Copy all lines containing the string "PathBuf" from the records below.

___ TASK INPUTS

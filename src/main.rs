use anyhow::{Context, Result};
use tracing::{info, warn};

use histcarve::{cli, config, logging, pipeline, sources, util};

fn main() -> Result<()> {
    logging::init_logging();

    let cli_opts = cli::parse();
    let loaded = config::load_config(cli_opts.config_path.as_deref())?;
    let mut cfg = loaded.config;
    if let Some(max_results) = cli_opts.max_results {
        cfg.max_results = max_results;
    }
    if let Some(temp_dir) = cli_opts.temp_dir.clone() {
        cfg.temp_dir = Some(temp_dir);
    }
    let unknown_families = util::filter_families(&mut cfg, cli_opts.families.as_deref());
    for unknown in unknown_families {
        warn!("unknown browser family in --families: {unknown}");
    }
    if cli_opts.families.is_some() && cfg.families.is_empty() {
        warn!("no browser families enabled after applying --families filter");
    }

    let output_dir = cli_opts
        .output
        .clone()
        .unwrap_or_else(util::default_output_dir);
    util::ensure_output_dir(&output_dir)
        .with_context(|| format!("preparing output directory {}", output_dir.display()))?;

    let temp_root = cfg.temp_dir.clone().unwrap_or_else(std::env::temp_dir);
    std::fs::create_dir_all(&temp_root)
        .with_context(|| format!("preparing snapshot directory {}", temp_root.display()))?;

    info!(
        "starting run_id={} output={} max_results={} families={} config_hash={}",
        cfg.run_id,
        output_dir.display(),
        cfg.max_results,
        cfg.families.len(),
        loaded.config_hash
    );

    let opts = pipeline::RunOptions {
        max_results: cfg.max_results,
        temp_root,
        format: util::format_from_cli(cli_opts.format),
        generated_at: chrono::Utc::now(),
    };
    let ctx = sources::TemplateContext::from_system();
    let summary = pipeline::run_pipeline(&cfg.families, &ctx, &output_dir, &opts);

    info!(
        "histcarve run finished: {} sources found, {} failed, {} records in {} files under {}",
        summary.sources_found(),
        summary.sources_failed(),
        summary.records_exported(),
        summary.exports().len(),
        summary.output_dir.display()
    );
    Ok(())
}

______
___ TASK INPUTS

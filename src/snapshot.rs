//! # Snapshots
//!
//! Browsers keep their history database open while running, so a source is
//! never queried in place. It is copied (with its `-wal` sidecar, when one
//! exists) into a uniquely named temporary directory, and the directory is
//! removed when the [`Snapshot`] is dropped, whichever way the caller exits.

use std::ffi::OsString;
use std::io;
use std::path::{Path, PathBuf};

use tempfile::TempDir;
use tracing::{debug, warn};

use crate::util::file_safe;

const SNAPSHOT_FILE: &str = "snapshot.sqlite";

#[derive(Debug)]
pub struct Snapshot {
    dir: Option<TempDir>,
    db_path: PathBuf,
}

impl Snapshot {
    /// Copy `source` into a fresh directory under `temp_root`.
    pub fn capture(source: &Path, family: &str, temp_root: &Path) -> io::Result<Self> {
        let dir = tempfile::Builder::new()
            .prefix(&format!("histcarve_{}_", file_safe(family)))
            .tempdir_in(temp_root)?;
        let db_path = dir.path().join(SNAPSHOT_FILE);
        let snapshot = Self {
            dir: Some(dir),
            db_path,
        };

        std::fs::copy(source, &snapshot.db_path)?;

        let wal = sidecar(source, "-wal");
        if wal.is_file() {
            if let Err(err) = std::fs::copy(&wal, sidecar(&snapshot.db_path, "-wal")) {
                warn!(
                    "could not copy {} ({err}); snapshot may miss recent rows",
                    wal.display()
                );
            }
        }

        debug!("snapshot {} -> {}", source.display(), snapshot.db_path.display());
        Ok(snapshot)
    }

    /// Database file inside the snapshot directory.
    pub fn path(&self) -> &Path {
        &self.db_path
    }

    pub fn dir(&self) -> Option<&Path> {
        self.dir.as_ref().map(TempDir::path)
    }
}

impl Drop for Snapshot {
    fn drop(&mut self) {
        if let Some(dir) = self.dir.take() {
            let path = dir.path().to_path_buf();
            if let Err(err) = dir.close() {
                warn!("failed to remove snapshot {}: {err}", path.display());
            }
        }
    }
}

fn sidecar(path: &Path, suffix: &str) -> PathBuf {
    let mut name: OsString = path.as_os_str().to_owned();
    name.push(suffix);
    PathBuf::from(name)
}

______

**ANSWER TO THIS PROBLEM**
use std::path::{Path, PathBuf};
    db_path: PathBuf,
fn sidecar(path: &Path, suffix: &str) -> PathBuf {
    PathBuf::from(name)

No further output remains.